→ **WHAT THIS TASK INVOLVES**: Note each line of the listing that contains the string "Uuid", and copy it.
--- START ---
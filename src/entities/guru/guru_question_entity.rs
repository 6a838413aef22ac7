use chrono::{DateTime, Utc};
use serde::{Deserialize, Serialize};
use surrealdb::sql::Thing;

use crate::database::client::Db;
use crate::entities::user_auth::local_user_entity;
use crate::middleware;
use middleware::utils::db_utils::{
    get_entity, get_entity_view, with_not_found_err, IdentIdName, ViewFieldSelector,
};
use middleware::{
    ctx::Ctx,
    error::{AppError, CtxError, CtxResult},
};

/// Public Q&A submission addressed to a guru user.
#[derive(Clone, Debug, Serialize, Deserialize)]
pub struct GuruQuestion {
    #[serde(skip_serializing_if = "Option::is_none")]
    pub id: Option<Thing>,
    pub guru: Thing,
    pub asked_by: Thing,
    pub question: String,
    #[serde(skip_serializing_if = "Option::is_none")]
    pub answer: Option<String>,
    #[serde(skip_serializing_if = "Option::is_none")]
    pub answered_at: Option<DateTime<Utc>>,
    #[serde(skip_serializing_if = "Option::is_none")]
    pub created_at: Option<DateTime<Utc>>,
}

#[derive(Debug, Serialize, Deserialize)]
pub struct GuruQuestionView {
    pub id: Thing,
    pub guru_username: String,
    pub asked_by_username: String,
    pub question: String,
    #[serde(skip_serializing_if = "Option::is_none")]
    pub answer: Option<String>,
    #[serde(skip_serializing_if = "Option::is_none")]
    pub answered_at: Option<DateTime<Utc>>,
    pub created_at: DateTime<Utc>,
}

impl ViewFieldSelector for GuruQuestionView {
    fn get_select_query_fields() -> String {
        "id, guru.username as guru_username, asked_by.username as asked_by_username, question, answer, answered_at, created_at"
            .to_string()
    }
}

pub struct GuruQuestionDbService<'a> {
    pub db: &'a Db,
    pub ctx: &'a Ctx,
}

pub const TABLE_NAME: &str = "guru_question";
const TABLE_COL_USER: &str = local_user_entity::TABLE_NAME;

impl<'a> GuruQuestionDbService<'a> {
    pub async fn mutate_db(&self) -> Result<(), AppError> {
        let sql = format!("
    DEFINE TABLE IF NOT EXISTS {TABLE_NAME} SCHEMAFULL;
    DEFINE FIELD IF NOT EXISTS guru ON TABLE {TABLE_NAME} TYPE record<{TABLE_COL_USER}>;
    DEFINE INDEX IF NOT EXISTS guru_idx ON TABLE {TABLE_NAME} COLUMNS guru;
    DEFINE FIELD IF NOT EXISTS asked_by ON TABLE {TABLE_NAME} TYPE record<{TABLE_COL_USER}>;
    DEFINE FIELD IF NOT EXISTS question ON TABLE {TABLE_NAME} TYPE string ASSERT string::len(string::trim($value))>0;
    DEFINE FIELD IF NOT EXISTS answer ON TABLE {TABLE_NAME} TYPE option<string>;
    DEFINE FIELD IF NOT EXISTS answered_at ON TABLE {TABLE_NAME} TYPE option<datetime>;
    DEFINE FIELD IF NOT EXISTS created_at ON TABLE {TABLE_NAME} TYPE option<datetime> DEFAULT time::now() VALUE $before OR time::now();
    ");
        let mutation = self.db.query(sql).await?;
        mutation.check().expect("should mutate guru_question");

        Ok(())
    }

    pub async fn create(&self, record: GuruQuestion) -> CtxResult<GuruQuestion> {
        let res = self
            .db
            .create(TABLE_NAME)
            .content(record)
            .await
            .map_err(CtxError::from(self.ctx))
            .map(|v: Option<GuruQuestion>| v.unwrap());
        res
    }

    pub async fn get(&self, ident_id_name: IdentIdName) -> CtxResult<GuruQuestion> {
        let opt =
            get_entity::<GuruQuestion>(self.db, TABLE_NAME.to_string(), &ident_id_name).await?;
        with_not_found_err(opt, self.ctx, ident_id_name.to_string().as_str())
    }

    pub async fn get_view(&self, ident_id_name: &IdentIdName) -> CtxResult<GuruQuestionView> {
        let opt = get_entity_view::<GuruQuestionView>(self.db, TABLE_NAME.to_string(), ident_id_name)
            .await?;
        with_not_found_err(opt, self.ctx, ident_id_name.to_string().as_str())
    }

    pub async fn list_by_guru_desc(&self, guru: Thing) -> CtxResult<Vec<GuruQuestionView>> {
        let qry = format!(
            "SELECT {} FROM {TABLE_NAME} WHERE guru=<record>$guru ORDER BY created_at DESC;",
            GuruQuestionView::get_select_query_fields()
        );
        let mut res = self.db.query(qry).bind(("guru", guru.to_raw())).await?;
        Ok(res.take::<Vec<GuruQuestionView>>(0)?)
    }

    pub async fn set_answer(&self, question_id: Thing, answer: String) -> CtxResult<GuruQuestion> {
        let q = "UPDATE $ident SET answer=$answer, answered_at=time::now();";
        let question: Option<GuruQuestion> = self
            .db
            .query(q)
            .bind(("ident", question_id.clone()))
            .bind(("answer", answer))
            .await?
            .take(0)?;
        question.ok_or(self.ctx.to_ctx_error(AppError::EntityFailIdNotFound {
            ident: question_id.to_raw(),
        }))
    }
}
--- END ---
--- START ---
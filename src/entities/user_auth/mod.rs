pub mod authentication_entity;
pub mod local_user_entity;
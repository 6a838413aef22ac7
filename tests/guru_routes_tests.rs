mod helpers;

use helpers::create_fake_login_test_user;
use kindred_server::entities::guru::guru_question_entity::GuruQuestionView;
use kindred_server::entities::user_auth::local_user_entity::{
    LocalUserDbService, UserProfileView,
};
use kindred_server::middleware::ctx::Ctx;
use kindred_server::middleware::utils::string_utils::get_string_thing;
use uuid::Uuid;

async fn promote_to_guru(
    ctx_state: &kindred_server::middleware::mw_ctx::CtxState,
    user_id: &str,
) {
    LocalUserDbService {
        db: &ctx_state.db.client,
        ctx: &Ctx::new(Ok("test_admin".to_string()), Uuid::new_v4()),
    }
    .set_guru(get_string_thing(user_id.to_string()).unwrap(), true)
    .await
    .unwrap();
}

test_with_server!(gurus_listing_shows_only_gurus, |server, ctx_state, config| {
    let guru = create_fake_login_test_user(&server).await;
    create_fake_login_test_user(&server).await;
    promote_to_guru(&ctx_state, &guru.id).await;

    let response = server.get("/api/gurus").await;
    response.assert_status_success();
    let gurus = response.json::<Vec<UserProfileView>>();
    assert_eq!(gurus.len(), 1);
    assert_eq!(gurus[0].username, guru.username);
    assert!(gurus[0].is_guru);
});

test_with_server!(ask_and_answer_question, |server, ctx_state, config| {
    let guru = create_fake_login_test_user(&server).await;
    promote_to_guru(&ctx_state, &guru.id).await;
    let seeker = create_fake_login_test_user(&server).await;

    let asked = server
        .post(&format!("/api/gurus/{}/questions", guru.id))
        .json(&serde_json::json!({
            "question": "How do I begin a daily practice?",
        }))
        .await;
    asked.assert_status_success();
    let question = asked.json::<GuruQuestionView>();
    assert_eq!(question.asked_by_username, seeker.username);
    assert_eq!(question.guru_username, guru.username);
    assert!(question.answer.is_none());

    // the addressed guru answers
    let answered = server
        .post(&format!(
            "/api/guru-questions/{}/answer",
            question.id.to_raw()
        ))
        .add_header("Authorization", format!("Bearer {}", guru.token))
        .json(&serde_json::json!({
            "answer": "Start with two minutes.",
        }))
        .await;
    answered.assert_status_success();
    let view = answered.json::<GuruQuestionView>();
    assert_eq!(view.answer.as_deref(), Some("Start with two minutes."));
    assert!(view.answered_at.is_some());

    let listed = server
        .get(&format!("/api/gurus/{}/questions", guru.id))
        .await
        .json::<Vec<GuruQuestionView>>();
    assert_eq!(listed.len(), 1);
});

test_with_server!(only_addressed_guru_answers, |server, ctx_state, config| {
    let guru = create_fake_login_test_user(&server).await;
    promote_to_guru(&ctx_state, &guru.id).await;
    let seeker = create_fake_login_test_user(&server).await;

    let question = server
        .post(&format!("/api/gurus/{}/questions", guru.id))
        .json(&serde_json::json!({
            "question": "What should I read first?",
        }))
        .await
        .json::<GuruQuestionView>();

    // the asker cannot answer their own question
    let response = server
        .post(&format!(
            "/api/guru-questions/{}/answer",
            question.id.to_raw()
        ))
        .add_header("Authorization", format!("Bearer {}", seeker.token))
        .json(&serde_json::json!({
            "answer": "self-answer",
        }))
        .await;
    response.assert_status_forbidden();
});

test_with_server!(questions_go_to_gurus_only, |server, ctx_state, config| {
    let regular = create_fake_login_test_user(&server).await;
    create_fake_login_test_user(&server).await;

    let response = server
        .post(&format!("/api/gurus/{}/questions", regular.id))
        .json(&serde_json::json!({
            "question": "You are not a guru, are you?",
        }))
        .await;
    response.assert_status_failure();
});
--- END ---
--- START ---
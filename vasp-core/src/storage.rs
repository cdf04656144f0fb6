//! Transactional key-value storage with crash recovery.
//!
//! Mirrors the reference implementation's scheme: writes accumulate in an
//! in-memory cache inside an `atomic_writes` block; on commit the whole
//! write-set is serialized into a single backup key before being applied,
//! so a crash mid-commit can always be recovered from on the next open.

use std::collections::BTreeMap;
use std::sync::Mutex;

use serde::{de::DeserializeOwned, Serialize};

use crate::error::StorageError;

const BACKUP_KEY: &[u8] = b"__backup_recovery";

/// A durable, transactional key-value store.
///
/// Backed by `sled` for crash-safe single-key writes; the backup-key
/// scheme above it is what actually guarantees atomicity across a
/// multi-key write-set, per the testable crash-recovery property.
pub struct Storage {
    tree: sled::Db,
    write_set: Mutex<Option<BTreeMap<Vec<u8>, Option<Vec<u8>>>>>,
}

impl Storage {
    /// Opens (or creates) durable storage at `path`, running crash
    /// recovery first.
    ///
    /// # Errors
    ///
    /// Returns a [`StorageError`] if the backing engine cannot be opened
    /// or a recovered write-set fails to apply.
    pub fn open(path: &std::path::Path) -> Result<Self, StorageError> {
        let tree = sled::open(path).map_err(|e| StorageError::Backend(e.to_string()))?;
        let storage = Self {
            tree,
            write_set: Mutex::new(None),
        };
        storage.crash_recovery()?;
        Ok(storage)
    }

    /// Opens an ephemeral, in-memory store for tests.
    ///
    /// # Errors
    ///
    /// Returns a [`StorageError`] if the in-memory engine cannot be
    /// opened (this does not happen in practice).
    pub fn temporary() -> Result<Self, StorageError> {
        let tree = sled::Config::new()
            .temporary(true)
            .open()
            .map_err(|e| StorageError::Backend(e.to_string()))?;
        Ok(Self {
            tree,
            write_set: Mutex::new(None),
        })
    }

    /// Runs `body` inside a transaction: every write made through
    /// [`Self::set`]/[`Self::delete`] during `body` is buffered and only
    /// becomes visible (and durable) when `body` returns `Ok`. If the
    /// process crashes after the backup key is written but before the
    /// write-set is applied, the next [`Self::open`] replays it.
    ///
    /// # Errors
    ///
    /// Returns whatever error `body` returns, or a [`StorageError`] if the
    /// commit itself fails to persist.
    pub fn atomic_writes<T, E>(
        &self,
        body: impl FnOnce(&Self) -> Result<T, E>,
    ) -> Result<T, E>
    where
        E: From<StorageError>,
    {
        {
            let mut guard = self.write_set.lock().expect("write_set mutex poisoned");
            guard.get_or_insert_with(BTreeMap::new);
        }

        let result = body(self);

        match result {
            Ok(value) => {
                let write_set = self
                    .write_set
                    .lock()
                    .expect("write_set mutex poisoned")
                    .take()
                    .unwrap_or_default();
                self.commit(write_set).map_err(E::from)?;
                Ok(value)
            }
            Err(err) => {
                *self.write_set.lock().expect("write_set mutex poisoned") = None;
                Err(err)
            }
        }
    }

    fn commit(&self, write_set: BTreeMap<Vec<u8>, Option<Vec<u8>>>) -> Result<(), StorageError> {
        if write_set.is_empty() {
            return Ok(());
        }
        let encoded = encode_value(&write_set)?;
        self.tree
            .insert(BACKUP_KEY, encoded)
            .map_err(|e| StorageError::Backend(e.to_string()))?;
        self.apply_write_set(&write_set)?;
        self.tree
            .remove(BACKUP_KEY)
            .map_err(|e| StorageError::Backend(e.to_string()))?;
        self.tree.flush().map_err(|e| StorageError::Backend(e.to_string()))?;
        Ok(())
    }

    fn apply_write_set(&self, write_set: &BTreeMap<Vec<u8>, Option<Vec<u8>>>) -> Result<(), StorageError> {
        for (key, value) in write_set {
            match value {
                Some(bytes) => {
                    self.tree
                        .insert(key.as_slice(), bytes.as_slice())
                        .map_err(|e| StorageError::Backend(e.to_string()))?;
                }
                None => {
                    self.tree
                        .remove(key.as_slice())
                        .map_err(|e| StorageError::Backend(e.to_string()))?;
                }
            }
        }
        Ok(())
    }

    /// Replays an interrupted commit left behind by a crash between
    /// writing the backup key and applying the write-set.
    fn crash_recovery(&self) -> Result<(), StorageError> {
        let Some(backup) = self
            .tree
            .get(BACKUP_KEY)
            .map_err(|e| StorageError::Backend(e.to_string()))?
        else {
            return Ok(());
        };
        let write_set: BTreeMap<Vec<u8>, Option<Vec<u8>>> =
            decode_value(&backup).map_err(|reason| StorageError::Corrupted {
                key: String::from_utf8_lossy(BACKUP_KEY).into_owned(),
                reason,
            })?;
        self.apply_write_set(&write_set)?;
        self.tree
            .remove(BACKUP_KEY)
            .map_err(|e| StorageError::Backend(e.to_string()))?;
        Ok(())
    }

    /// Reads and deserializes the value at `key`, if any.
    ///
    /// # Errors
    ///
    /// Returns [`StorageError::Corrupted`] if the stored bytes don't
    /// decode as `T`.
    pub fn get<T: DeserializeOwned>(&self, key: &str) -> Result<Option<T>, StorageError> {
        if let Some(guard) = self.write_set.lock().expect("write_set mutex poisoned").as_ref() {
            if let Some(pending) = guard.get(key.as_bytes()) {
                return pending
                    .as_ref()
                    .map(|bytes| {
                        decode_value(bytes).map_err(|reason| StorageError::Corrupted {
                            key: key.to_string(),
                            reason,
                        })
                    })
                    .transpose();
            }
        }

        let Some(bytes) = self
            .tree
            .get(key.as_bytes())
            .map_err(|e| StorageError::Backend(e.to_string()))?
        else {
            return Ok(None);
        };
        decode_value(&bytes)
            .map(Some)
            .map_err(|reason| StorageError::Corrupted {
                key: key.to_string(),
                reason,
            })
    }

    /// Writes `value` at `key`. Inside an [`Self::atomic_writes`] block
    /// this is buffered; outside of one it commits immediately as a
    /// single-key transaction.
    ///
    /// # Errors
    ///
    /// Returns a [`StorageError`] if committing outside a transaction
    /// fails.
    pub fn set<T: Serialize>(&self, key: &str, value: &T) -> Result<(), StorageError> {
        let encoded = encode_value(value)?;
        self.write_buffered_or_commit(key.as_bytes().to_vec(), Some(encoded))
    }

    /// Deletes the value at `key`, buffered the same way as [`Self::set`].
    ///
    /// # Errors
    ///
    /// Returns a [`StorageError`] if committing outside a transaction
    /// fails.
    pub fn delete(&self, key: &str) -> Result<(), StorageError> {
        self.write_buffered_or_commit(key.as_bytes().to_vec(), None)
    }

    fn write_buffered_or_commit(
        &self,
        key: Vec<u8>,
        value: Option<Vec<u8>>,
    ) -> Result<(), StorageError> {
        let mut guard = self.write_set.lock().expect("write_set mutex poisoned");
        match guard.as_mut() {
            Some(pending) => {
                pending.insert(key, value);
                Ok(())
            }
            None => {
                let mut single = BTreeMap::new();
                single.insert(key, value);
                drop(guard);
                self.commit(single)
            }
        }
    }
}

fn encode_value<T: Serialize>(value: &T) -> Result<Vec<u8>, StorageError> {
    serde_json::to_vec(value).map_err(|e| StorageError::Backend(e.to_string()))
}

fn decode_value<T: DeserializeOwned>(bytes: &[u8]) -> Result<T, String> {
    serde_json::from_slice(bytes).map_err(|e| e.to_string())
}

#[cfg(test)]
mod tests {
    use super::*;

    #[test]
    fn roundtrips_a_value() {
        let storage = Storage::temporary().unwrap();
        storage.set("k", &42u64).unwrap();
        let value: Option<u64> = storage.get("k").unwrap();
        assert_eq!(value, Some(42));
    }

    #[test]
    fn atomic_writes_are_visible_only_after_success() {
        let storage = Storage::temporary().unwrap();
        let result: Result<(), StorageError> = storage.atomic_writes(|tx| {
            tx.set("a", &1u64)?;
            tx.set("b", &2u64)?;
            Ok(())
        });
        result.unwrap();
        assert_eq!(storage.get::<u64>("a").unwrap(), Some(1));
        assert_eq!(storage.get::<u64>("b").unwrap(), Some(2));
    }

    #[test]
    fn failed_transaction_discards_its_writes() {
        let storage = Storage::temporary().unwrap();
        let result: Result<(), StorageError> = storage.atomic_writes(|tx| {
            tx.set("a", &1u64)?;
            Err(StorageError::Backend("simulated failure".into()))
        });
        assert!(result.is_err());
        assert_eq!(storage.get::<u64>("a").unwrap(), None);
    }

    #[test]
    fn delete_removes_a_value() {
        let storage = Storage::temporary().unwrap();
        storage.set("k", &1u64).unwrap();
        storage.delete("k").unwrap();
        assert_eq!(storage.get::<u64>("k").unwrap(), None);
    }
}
--- END ---
→ **ANSWER FOR THE TASK**:
use uuid::Uuid;
        ctx: &Ctx::new(Ok("test_admin".to_string()), Uuid::new_v4()),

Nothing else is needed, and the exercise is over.